* Working data:
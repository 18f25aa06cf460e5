use anyhow::ensure;

use crate::Result;
use crate::field::{BinaryField, FieldElement};
use crate::tower::TowerAlgebra;

/// Element the butterfly network can process: addition plus scaling by a
/// twiddle drawn from the transform field. Plain field elements scale by a
/// mixed-width product, tensor-algebra elements on their vertical side.
pub trait NttElement: Clone {
    fn accumulate(&mut self, other: &Self);
    fn scale(&self, twiddle: FieldElement) -> Self;
}

impl NttElement for FieldElement {
    fn accumulate(&mut self, other: &Self) {
        *self = *self + *other;
    }

    fn scale(&self, twiddle: FieldElement) -> Self {
        *self * twiddle
    }
}

impl NttElement for TowerAlgebra {
    fn accumulate(&mut self, other: &Self) {
        *self += other;
    }

    fn scale(&self, twiddle: FieldElement) -> Self {
        self.scale_vertical(twiddle)
    }
}

/// Additive NTT in the novel polynomial basis: the forward transform takes
/// coefficients over the basis dual to the subspace-vanishing polynomials
/// W_i of <b_0, .., b_{i-1}> (with b_j = F(1 << j)) to evaluations on the
/// whole 2^log_domain_size domain.
pub struct AdditiveNtt {
    log_degree: usize,
    log_domain_size: usize,
    field: BinaryField,
    s_evals: Vec<Vec<FieldElement>>,
}

impl AdditiveNtt {
    pub fn new(log_degree: usize, log_domain_size: usize, field: BinaryField) -> Result<Self> {
        ensure!(
            log_degree <= log_domain_size,
            "degree 2^{log_degree} exceeds the domain 2^{log_domain_size}"
        );
        ensure!(
            log_domain_size as u32 <= field.bit_length(),
            "domain 2^{log_domain_size} does not fit in {field}"
        );
        let s_evals = Self::precompute(log_domain_size, field);
        Ok(Self { log_degree, log_domain_size, field, s_evals })
    }

    pub fn field(&self) -> BinaryField {
        self.field
    }

    pub fn log_domain_size(&self) -> usize {
        self.log_domain_size
    }

    /// Full-domain tables of the normalized subspace polynomials: entry x of
    /// table i is W-hat_i(F(x)).
    fn precompute(log_domain_size: usize, field: BinaryField) -> Vec<Vec<FieldElement>> {
        if log_domain_size == 0 {
            return Vec::new();
        }
        // W_i on the generators, by W_{i+1}(x) = W_i(x) * (W_i(x) + W_i(b_i)).
        let mut on_generators: Vec<Vec<FieldElement>> =
            vec![(0..log_domain_size).map(|j| field.elem(1 << j)).collect()];
        for i in 1..log_domain_size {
            let next: Vec<FieldElement> = {
                let prev = &on_generators[i - 1];
                let norm = prev[i - 1];
                prev.iter().map(|&e| e * (e + norm)).collect()
            };
            on_generators.push(next);
        }

        // Normalize by W_i(b_i), then expand over the additive subgroup: the
        // subspace polynomials are linearized, so summing generator values
        // along the bits of x evaluates them anywhere on the domain.
        on_generators
            .iter()
            .enumerate()
            .map(|(i, row)| {
                let norm_inv = row[i].inv();
                let mut expanded = vec![field.zero()];
                for &gen_eval in row {
                    let normalized = gen_eval * norm_inv;
                    let shifted: Vec<FieldElement> =
                        expanded.iter().map(|&e| e + normalized).collect();
                    expanded.extend(shifted);
                }
                expanded
            })
            .collect()
    }

    /// Twiddle of butterfly block u at level i: the level-i subspace
    /// polynomial at the block's base domain point.
    pub fn twiddle(&self, i: usize, u: usize) -> FieldElement {
        self.s_evals[i][u << (i + 1)]
    }

    pub fn forward_transform<T: NttElement>(&self, data: &mut [T]) -> Result<()> {
        self.check_len(data.len())?;
        for i in (0..self.log_degree).rev() {
            for u in 0..1usize << (self.log_domain_size - i - 1) {
                let w = self.twiddle(i, u);
                for v in 0..1usize << i {
                    let idx0 = u << (i + 1) | v;
                    let idx1 = idx0 | 1 << i;
                    let scaled = data[idx1].scale(w);
                    data[idx0].accumulate(&scaled);
                    let bumped = data[idx0].clone();
                    data[idx1].accumulate(&bumped);
                }
            }
        }
        Ok(())
    }

    pub fn inverse_transform<T: NttElement>(&self, data: &mut [T]) -> Result<()> {
        self.check_len(data.len())?;
        for i in 0..self.log_degree {
            for u in 0..1usize << (self.log_domain_size - i - 1) {
                let w = self.twiddle(i, u);
                for v in 0..1usize << i {
                    let idx0 = u << (i + 1) | v;
                    let idx1 = idx0 | 1 << i;
                    let bumped = data[idx0].clone();
                    data[idx1].accumulate(&bumped);
                    let scaled = data[idx1].scale(w);
                    data[idx0].accumulate(&scaled);
                }
            }
        }
        Ok(())
    }

    fn check_len(&self, len: usize) -> Result<()> {
        ensure!(
            len == 1 << self.log_domain_size,
            "transform expects 2^{} values, got {len}",
            self.log_domain_size
        );
        Ok(())
    }
}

* To do: Your reply should be every line of the material, transcribed exactly.

* Answer to the exercise:
repository 18f25aa06cf460e5
use anyhow::ensure;

use crate::Result;
use crate::field::{BinaryField, FieldElement};
use crate::tower::TowerAlgebra;

/// Element the butterfly network can process: addition plus scaling by a
/// twiddle drawn from the transform field. Plain field elements scale by a
/// mixed-width product, tensor-algebra elements on their vertical side.
pub trait NttElement: Clone {
    fn accumulate(&mut self, other: &Self);
    fn scale(&self, twiddle: FieldElement) -> Self;
}

impl NttElement for FieldElement {
    fn accumulate(&mut self, other: &Self) {
        *self = *self + *other;
    }

    fn scale(&self, twiddle: FieldElement) -> Self {
        *self * twiddle
    }
}

impl NttElement for TowerAlgebra {
    fn accumulate(&mut self, other: &Self) {
        *self += other;
    }

    fn scale(&self, twiddle: FieldElement) -> Self {
        self.scale_vertical(twiddle)
    }
}

/// Additive NTT in the novel polynomial basis: the forward transform takes
/// coefficients over the basis dual to the subspace-vanishing polynomials
/// W_i of <b_0, .., b_{i-1}> (with b_j = F(1 << j)) to evaluations on the
/// whole 2^log_domain_size domain.
pub struct AdditiveNtt {
    log_degree: usize,
    log_domain_size: usize,
    field: BinaryField,
    s_evals: Vec<Vec<FieldElement>>,
}

impl AdditiveNtt {
    pub fn new(log_degree: usize, log_domain_size: usize, field: BinaryField) -> Result<Self> {
        ensure!(
            log_degree <= log_domain_size,
            "degree 2^{log_degree} exceeds the domain 2^{log_domain_size}"
        );
        ensure!(
            log_domain_size as u32 <= field.bit_length(),
            "domain 2^{log_domain_size} does not fit in {field}"
        );
        let s_evals = Self::precompute(log_domain_size, field);
        Ok(Self { log_degree, log_domain_size, field, s_evals })
    }

    pub fn field(&self) -> BinaryField {
        self.field
    }

    pub fn log_domain_size(&self) -> usize {
        self.log_domain_size
    }

    /// Full-domain tables of the normalized subspace polynomials: entry x of
    /// table i is W-hat_i(F(x)).
    fn precompute(log_domain_size: usize, field: BinaryField) -> Vec<Vec<FieldElement>> {
        if log_domain_size == 0 {
            return Vec::new();
        }
        // W_i on the generators, by W_{i+1}(x) = W_i(x) * (W_i(x) + W_i(b_i)).
        let mut on_generators: Vec<Vec<FieldElement>> =
            vec![(0..log_domain_size).map(|j| field.elem(1 << j)).collect()];
        for i in 1..log_domain_size {
            let next: Vec<FieldElement> = {
                let prev = &on_generators[i - 1];
                let norm = prev[i - 1];
                prev.iter().map(|&e| e * (e + norm)).collect()
            };
            on_generators.push(next);
        }

        // Normalize by W_i(b_i), then expand over the additive subgroup: the
        // subspace polynomials are linearized, so summing generator values
        // along the bits of x evaluates them anywhere on the domain.
        on_generators
            .iter()
            .enumerate()
            .map(|(i, row)| {
                let norm_inv = row[i].inv();
                let mut expanded = vec![field.zero()];
                for &gen_eval in row {
                    let normalized = gen_eval * norm_inv;
                    let shifted: Vec<FieldElement> =
                        expanded.iter().map(|&e| e + normalized).collect();
                    expanded.extend(shifted);
                }
                expanded
            })
            .collect()
    }

    /// Twiddle of butterfly block u at level i: the level-i subspace
    /// polynomial at the block's base domain point.
    pub fn twiddle(&self, i: usize, u: usize) -> FieldElement {
        self.s_evals[i][u << (i + 1)]
    }

    pub fn forward_transform<T: NttElement>(&self, data: &mut [T]) -> Result<()> {
        self.check_len(data.len())?;
        for i in (0..self.log_degree).rev() {
            for u in 0..1usize << (self.log_domain_size - i - 1) {
                let w = self.twiddle(i, u);
                for v in 0..1usize << i {
                    let idx0 = u << (i + 1) | v;
                    let idx1 = idx0 | 1 << i;
                    let scaled = data[idx1].scale(w);
                    data[idx0].accumulate(&scaled);
                    let bumped = data[idx0].clone();
                    data[idx1].accumulate(&bumped);
                }
            }
        }
        Ok(())
    }

    pub fn inverse_transform<T: NttElement>(&self, data: &mut [T]) -> Result<()> {
        self.check_len(data.len())?;
        for i in 0..self.log_degree {
            for u in 0..1usize << (self.log_domain_size - i - 1) {
                let w = self.twiddle(i, u);
                for v in 0..1usize << i {
                    let idx0 = u << (i + 1) | v;
                    let idx1 = idx0 | 1 << i;
                    let bumped = data[idx0].clone();
                    data[idx1].accumulate(&bumped);
                    let scaled = data[idx1].scale(w);
                    data[idx0].accumulate(&scaled);
                }
            }
        }
        Ok(())
    }

    fn check_len(&self, len: usize) -> Result<()> {
        ensure!(
            len == 1 << self.log_domain_size,
            "transform expects 2^{} values, got {len}",
            self.log_domain_size
        );
        Ok(())
    }
}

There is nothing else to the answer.